The longer they talked, the firmer grew Marian’s resolve to front her father’s tyrannous ill-humour, and in one way or another to change the intolerable state of things. She had been weak to hold her peace so long; at her age it was a simple duty to interfere when her mother was treated with such flagrant injustice. Her father’s behaviour was unworthy of a thinking man, and he must be made to feel that.
Yule did not return. Dinner was delayed for half an hour, then Marian declared that they would wait no longer. They two made a sorry meal, and afterwards went together into the sitting-room. At eight o’clock they heard the front door open, and Yule’s footstep in the passage. Marian rose.
“Don’t speak till tomorrow!” whispered her mother, catching at the girl’s arm. “Let it be till tomorrow, Marian!”
“I must speak! We can’t live in this terror.”
She reached the study just as her father was closing the door behind him. Yule, seeing her enter, glared with bloodshot eyes; shame and sullen anger were blended on his countenance.
“Will you tell me what is wrong, father?” Marian asked, in a voice which betrayed her nervous suffering, yet indicated the resolve with which she had come.

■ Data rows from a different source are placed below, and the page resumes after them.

use async_trait::async_trait;

use crate::errors::CoreError;
use crate::models::cash::{AccountCash, AccountInfo};
use crate::models::order::{Order, OrderHistoryPage};
use crate::models::position::Position;

/// Read-only view of one brokerage account's REST API.
///
/// `Trading212Client` is the real implementation; tests plug in mocks.
/// Every method is one upstream request, with no caching and no rate limiting;
/// those belong to `GatewayService`.
#[async_trait]
pub trait BrokerApi: Send + Sync {
    /// Human-readable name of this client (for logs/errors).
    fn name(&self) -> &str;

    /// Cash balances and realised/unrealised P/L.
    async fn fetch_cash(&self) -> Result<AccountCash, CoreError>;

    /// Account id and currency.
    async fn fetch_info(&self) -> Result<AccountInfo, CoreError>;

    /// All open positions.
    async fn fetch_positions(&self) -> Result<Vec<Position>, CoreError>;

    /// All pending orders.
    async fn fetch_orders(&self) -> Result<Vec<Order>, CoreError>;

    /// One page of historical orders, newest first.
    /// `cursor` is the opaque value from the previous page's `next_page_path`.
    async fn fetch_order_history(
        &self,
        cursor: Option<&str>,
        limit: u32,
    ) -> Result<OrderHistoryPage, CoreError>;
}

“I am not at all disposed to talk of the matter,” he replied, with the awkward rotundity of phrase which distinguished him in his worst humour. “For information you had better go to Mrs. Goby—or a person of some such name—in Holloway Road. I have nothing more to do with it.”
“It was very unfortunate that the woman came and troubled you about such things. But I can’t see that mother was to blame; I don’t think you ought to be so angry with her.”

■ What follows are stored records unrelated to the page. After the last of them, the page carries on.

use serde::Deserialize;
use std::time::Duration;

use crate::errors::CoreError;
use crate::logging::LoggingConfig;
use crate::models::endpoint::Endpoint;

/// A fixed window: at most `max_requests` per `window_ms`.
#[derive(Debug, Clone, Copy, PartialEq, Eq, Deserialize)]
pub struct WindowConfig {
    pub max_requests: u32,
    pub window_ms: u64,
}

impl WindowConfig {
    pub const fn new(max_requests: u32, window_ms: u64) -> Self {
        Self {
            max_requests,
            window_ms,
        }
    }

    pub fn window(&self) -> Duration {
        Duration::from_millis(self.window_ms)
    }
}

/// Per-endpoint rate limits, applied separately to every account.
///
/// Defaults mirror the limits Trading212 publishes for each endpoint, so the
/// dashboard rejects locally instead of collecting upstream 429s.
#[derive(Debug, Clone, PartialEq, Deserialize)]
#[serde(default)]
pub struct RateLimitConfig {
    pub cash: WindowConfig,
    pub info: WindowConfig,
    pub portfolio: WindowConfig,
    pub orders: WindowConfig,
    pub order_history: WindowConfig,
}

impl RateLimitConfig {
    pub fn for_endpoint(&self, endpoint: Endpoint) -> WindowConfig {
        match endpoint {
            Endpoint::Cash => self.cash,
            Endpoint::Info => self.info,
            Endpoint::Portfolio => self.portfolio,
            Endpoint::Orders => self.orders,
            Endpoint::OrderHistory => self.order_history,
        }
    }
}

impl Default for RateLimitConfig {
    fn default() -> Self {
        Self {
            cash: WindowConfig::new(1, 2_000),
            info: WindowConfig::new(1, 30_000),
            portfolio: WindowConfig::new(1, 5_000),
            orders: WindowConfig::new(1, 5_000),
            order_history: WindowConfig::new(6, 60_000),
        }
    }
}

/// Response cache lifetimes.
#[derive(Debug, Clone, PartialEq, Deserialize)]
#[serde(default)]
pub struct CacheConfig {
    pub cash_ttl_ms: u64,
    pub info_ttl_ms: u64,
    pub portfolio_ttl_ms: u64,
    pub orders_ttl_ms: u64,
    pub order_history_ttl_ms: u64,
    /// Oldest a cached response may be and still be served as stale
    pub stale_grace_secs: u64,
}

impl CacheConfig {
    pub fn ttl_for(&self, endpoint: Endpoint) -> Duration {
        let ms = match endpoint {
            Endpoint::Cash => self.cash_ttl_ms,
            Endpoint::Info => self.info_ttl_ms,
            Endpoint::Portfolio => self.portfolio_ttl_ms,
            Endpoint::Orders => self.orders_ttl_ms,
            Endpoint::OrderHistory => self.order_history_ttl_ms,
        };
        Duration::from_millis(ms)
    }

    pub fn stale_grace(&self) -> Duration {
        Duration::from_secs(self.stale_grace_secs)
    }
}

impl Default for CacheConfig {
    fn default() -> Self {
        Self {
            cash_ttl_ms: 2_000,
            info_ttl_ms: 30_000,
            portfolio_ttl_ms: 5_000,
            orders_ttl_ms: 5_000,
            order_history_ttl_ms: 60_000,
            stale_grace_secs: 300,
        }
    }
}

/// Runtime configuration of the dashboard core.
#[derive(Debug, Clone, PartialEq, Deserialize)]
#[serde(default)]
pub struct DashboardConfig {
    /// Upstream HTTP timeout
    pub request_timeout_secs: u64,
    pub cache: CacheConfig,
    pub rate_limits: RateLimitConfig,
    pub logging: LoggingConfig,
}

impl Default for DashboardConfig {
    fn default() -> Self {
        Self {
            request_timeout_secs: 30,
            cache: CacheConfig::default(),
            rate_limits: RateLimitConfig::default(),
            logging: LoggingConfig::default(),
        }
    }
}

impl DashboardConfig {
    pub fn request_timeout(&self) -> Duration {
        Duration::from_secs(self.request_timeout_secs)
    }

    /// Parse a JSON config document. Missing fields take their defaults.
    pub fn from_json(json: &str) -> Result<Self, CoreError> {
        let config: DashboardConfig = serde_json::from_str(json)?;
        config.validate()?;
        Ok(config)
    }

    /// Defaults overridden by `T212_*` environment variables.
    ///
    /// Unparseable values are logged and ignored.
    pub fn from_env() -> Self {
        Self::from_lookup(|key| std::env::var(key).ok())
    }

    /// Same as [`from_env`](Self::from_env) with an injectable variable source.
    pub fn from_lookup(lookup: impl Fn(&str) -> Option<String>) -> Self {
        let mut config = Self::default();

        if let Some(raw) = lookup("T212_REQUEST_TIMEOUT_SECS") {
            match raw.parse::<u64>() {
                Ok(value) if value > 0 => config.request_timeout_secs = value,
                _ => tracing::warn!(
                    "Invalid T212_REQUEST_TIMEOUT_SECS '{}', using default: {}",
                    raw,
                    config.request_timeout_secs
                ),
            }
        }

        if let Some(raw) = lookup("T212_STALE_GRACE_SECS") {
            match raw.parse::<u64>() {
                Ok(value) => config.cache.stale_grace_secs = value,
                Err(e) => tracing::warn!(
                    "Failed to parse T212_STALE_GRACE_SECS '{}': {}, using default: {}",
                    raw,
                    e,
                    config.cache.stale_grace_secs
                ),
            }
        }

        if let Some(level) = lookup("T212_LOG_LEVEL") {
            config.logging.level = level;
        }

        if let Some(format) = lookup("T212_LOG_FORMAT") {
            match format.as_str() {
                "json" | "pretty" => config.logging.format = format,
                other => tracing::warn!(
                    "Unknown T212_LOG_FORMAT '{}', using default: {}",
                    other,
                    config.logging.format
                ),
            }
        }

        config
    }

    /// Reject limits that would block an endpoint forever or never expire.
    pub fn validate(&self) -> Result<(), CoreError> {
        if self.request_timeout_secs == 0 {
            return Err(CoreError::ValidationError(
                "request_timeout_secs must be positive".into(),
            ));
        }
        for endpoint in Endpoint::ALL {
            let limit = self.rate_limits.for_endpoint(endpoint);
            if limit.max_requests == 0 || limit.window_ms == 0 {
                return Err(CoreError::ValidationError(format!(
                    "Rate limit for {endpoint} must allow at least one request per non-empty window"
                )));
            }
        }
        Ok(())
    }
}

It cost Marian a terrible effort to address her father in these terms. When he turned fiercely upon her, she shrank back and felt as if strength must fail her even to stand.
“You can’t see that she was to blame? Isn’t it entirely against my wish that she keeps up any intercourse with those low people? Am I to be exposed to insulting disturbance in my very study, because she chooses to introduce girls of bad character as servants to vulgar women?”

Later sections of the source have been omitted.